Look for "serde" in the material below and show each line that contains it.

□ □ □ □

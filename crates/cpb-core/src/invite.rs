use async_trait::async_trait;
use serde::Serialize;

/// JSON body of an organization invitation.
#[derive(Clone, Debug, PartialEq, Eq, Serialize)]
pub struct InvitationRequest {
    pub email: String,
    pub team_ids: Vec<u64>,
}

impl InvitationRequest {
    pub fn new(email: impl Into<String>, team_id: u64) -> Self {
        Self {
            email: email.into(),
            team_ids: vec![team_id],
        }
    }
}

/// Hexagonal port for issuing organization invitations.
///
/// Callers validate the address first; implementations do not re-validate.
/// The result is true only when the invitation was created. Every call is a
/// single independent attempt.
#[async_trait]
pub trait Inviter: Send + Sync {
    async fn invite(&self, email: &str) -> bool;
}
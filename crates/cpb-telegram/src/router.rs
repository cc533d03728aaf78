use std::sync::Arc;

use teloxide::{dispatching::Dispatcher, dptree, prelude::*};
use tokio::sync::OnceCell;

use cpb_core::{
    config::Config, errors::Error, invite::Inviter, messaging::port::MessagingPort,
    router::CommandRouter, Result,
};

use crate::handlers;
use crate::{build_bot, TelegramMessenger};

#[derive(Clone)]
pub struct AppState {
    pub router: Arc<CommandRouter>,
    bot: Bot,
    bot_username: Arc<OnceCell<String>>,
}

impl AppState {
    pub fn new(cfg: &Config, bot: Bot, inviter: Arc<dyn Inviter>) -> Self {
        let messenger: Arc<dyn MessagingPort> = Arc::new(TelegramMessenger::new(bot.clone()));
        let router = Arc::new(CommandRouter::new(
            inviter,
            messenger,
            cfg.invitation_page_url(),
        ));
        Self {
            router,
            bot,
            bot_username: Arc::new(OnceCell::new()),
        }
    }

    /// Pre-seed the username (the polling driver already fetched it).
    pub fn with_bot_username(self, username: impl Into<String>) -> Self {
        let _ = self.bot_username.set(username.into());
        self
    }

    /// Our `@username`, fetched with `getMe` on first use.
    pub async fn bot_username(&self) -> Result<&str> {
        let name = self
            .bot_username
            .get_or_try_init(|| async {
                self.bot
                    .get_me()
                    .await
                    .map(|me| me.username().to_string())
                    .map_err(|e| Error::External(format!("telegram error: {e}")))
            })
            .await?;
        Ok(name.as_str())
    }
}

/// Long-poll driver: build the router once and serve until Ctrl-C.
pub async fn run_polling(cfg: Arc<Config>, inviter: Arc<dyn Inviter>) -> anyhow::Result<()> {
    let bot = build_bot(&cfg)?;

    let mut state = AppState::new(&cfg, bot.clone(), inviter);
    match bot.get_me().await {
        Ok(me) => {
            tracing::info!(username = %me.username(), "bot started");
            state = state.with_bot_username(me.username());
        }
        Err(e) => tracing::warn!(error = %e, "get_me failed; polling anyway"),
    }
    tracing::info!(
        org = %cfg.github_org,
        team_id = cfg.github_team_id,
        "inviting into organization"
    );

    let state = Arc::new(state);
    let handler = dptree::entry().branch(Update::filter_message().endpoint(handlers::handle_message));

    Dispatcher::builder(bot, handler)
        .dependencies(dptree::deps![state])
        .enable_ctrlc_handler()
        .build()
        .dispatch()
        .await;

    tracing::info!("bot stopped");
    Ok(())
}
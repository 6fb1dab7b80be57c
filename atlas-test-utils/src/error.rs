use thiserror::Error;

#[derive(Error, Debug)]
pub enum TestError {
    #[error(transparent)]
    CountryApiError(#[from] country_api::Error),
    #[error(transparent)]
    DbErr(#[from] sea_orm::DbErr),
    #[error(transparent)]
    SessionError(#[from] tower_sessions::session::Error),
}
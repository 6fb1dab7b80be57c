use axum::{
    http::StatusCode,
    response::{IntoResponse, Response},
};
use thiserror::Error;

use crate::{model::api::ErrorKind, server::error::error_response};

#[derive(Error, Debug)]
pub enum AuthError {
    #[error("User ID is not present in session")]
    UserNotInSession,
    #[error("User ID {0:?} not found in database despite having an active session")]
    UserNotInDatabase(i32),
    #[error("Login failed for {email:?}: unknown email or wrong password")]
    InvalidCredentials { email: String },
    #[error("Email {0:?} is already registered")]
    EmailTaken(String),
}

impl AuthError {
    fn unauthorized() -> Response {
        error_response(
            StatusCode::UNAUTHORIZED,
            ErrorKind::Unauthorized,
            "You need to be logged in to do that",
        )
    }
}

impl IntoResponse for AuthError {
    fn into_response(self) -> Response {
        match self {
            Self::UserNotInSession => {
                tracing::debug!("{}", self);

                Self::unauthorized()
            }
            Self::UserNotInDatabase(user_id) => {
                tracing::debug!(user_id = %user_id, "{}", self);

                Self::unauthorized()
            }
            Self::InvalidCredentials { .. } => {
                tracing::debug!("{}", self);

                error_response(
                    StatusCode::UNAUTHORIZED,
                    ErrorKind::Unauthorized,
                    "Invalid email or password",
                )
            }
            Self::EmailTaken(_) => {
                tracing::debug!("{}", self);

                error_response(
                    StatusCode::CONFLICT,
                    ErrorKind::Conflict,
                    "An account with this email already exists",
                )
            }
        }
    }
}
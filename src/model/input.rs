//! Validated request inputs.
//!
//! Raw strings from paths, query strings and request bodies are parsed into these types
//! once, at the edge, so services never see an unchecked country code or language.

use std::{fmt, str::FromStr};

use serde::{Deserialize, Serialize};
use thiserror::Error;

#[derive(Error, Debug, Clone, PartialEq, Eq)]
pub enum ValidationError {
    #[error("Invalid country code {0:?}, expected three letters such as \"FRA\"")]
    CountryCode(String),
    #[error("Unsupported language {0:?}, expected one of en, si, ta, de, zh")]
    Language(String),
    #[error(
        "Unknown region {0:?}, expected one of Africa, Americas, Antarctic, Asia, Europe, Oceania"
    )]
    Region(String),
    #[error("Name search must be between 1 and {max} characters", max = NAME_QUERY_MAX_CHARS)]
    NameQuery,
    #[error("Name must be between 1 and {max} characters", max = USER_NAME_MAX_CHARS)]
    UserName,
    #[error("Email address {0:?} is not valid")]
    Email(String),
    #[error("Password must be at least {min} characters", min = PASSWORD_MIN_CHARS)]
    Password,
    #[error("Invalid request body: {0}")]
    Body(String),
    #[error("Invalid query string: {0}")]
    Query(String),
}

pub const NAME_QUERY_MAX_CHARS: usize = 100;
pub const USER_NAME_MAX_CHARS: usize = 50;
pub const PASSWORD_MIN_CHARS: usize = 8;

/// ISO 3166-1 alpha-3 code, always upper case.
#[derive(Debug, Clone, PartialEq, Eq, PartialOrd, Ord, Hash, Serialize, Deserialize)]
#[serde(try_from = "String", into = "String")]
pub struct CountryCode(String);

impl CountryCode {
    /// Parses a code, accepting any letter case (`fra`, `Fra`, `FRA`).
    pub fn parse(raw: &str) -> Result<Self, ValidationError> {
        let trimmed = raw.trim();

        if trimmed.len() == 3 && trimmed.chars().all(|c| c.is_ascii_alphabetic()) {
            Ok(Self(trimmed.to_ascii_uppercase()))
        } else {
            Err(ValidationError::CountryCode(raw.to_string()))
        }
    }

    pub fn as_str(&self) -> &str {
        &self.0
    }
}

impl fmt::Display for CountryCode {
    fn fmt(&self, f: &mut fmt::Formatter<'_>) -> fmt::Result {
        f.write_str(&self.0)
    }
}

impl FromStr for CountryCode {
    type Err = ValidationError;

    fn from_str(s: &str) -> Result<Self, Self::Err> {
        Self::parse(s)
    }
}

impl TryFrom<String> for CountryCode {
    type Error = ValidationError;

    fn try_from(value: String) -> Result<Self, Self::Error> {
        Self::parse(&value)
    }
}

impl From<CountryCode> for String {
    fn from(code: CountryCode) -> Self {
        code.0
    }
}

impl AsRef<str> for CountryCode {
    fn as_ref(&self) -> &str {
        &self.0
    }
}

/// Display languages offered by the explorer.
#[derive(Debug, Clone, Copy, Default, PartialEq, Eq, Hash, Serialize, Deserialize)]
#[serde(rename_all = "lowercase")]
pub enum Language {
    #[default]
    En,
    /// Sinhala
    Si,
    /// Tamil
    Ta,
    De,
    Zh,
}

impl Language {
    pub const ALL: [Language; 5] = [Self::En, Self::Si, Self::Ta, Self::De, Self::Zh];

    pub fn parse(raw: &str) -> Result<Self, ValidationError> {
        let lower = raw.trim().to_ascii_lowercase();

        Self::ALL
            .into_iter()
            .find(|lang| lang.code() == lower)
            .ok_or_else(|| ValidationError::Language(raw.to_string()))
    }

    /// ISO 639-1 code used in query strings.
    pub fn code(self) -> &'static str {
        match self {
            Self::En => "en",
            Self::Si => "si",
            Self::Ta => "ta",
            Self::De => "de",
            Self::Zh => "zh",
        }
    }

    /// Key into the upstream `translations` map (ISO 639-2).
    ///
    /// English is the upstream's base language and has no translation entry.
    pub fn translation_key(self) -> Option<&'static str> {
        match self {
            Self::En => None,
            Self::Si => Some("sin"),
            Self::Ta => Some("tam"),
            Self::De => Some("deu"),
            Self::Zh => Some("zho"),
        }
    }
}

impl fmt::Display for Language {
    fn fmt(&self, f: &mut fmt::Formatter<'_>) -> fmt::Result {
        f.write_str(self.code())
    }
}

impl FromStr for Language {
    type Err = ValidationError;

    fn from_str(s: &str) -> Result<Self, Self::Err> {
        Self::parse(s)
    }
}

#[derive(Debug, Clone, Copy, PartialEq, Eq, Hash, Serialize, Deserialize)]
pub enum Region {
    Africa,
    Americas,
    Antarctic,
    Asia,
    Europe,
    Oceania,
}

impl Region {
    pub const ALL: [Region; 6] = [
        Self::Africa,
        Self::Americas,
        Self::Antarctic,
        Self::Asia,
        Self::Europe,
        Self::Oceania,
    ];

    pub fn parse(raw: &str) -> Result<Self, ValidationError> {
        let trimmed = raw.trim();

        Self::ALL
            .into_iter()
            .find(|region| region.name().eq_ignore_ascii_case(trimmed))
            .ok_or_else(|| ValidationError::Region(raw.to_string()))
    }

    /// Name as the upstream spells it in the `region` field.
    pub fn name(self) -> &'static str {
        match self {
            Self::Africa => "Africa",
            Self::Americas => "Americas",
            Self::Antarctic => "Antarctic",
            Self::Asia => "Asia",
            Self::Europe => "Europe",
            Self::Oceania => "Oceania",
        }
    }
}

impl fmt::Display for Region {
    fn fmt(&self, f: &mut fmt::Formatter<'_>) -> fmt::Result {
        f.write_str(self.name())
    }
}

impl FromStr for Region {
    type Err = ValidationError;

    fn from_str(s: &str) -> Result<Self, Self::Err> {
        Self::parse(s)
    }
}

/// Trimmed, non-empty name fragment for country search.
pub fn parse_name_query(raw: &str) -> Result<String, ValidationError> {
    let trimmed = raw.trim();
    let len = trimmed.chars().count();

    if len == 0 || len > NAME_QUERY_MAX_CHARS {
        return Err(ValidationError::NameQuery);
    }

    Ok(trimmed.to_string())
}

□ □ □ □

## Your response
use serde::Serialize;
use serde::{Deserialize, Serialize};
#[serde(try_from = "String", into = "String")]
#[serde(rename_all = "lowercase")]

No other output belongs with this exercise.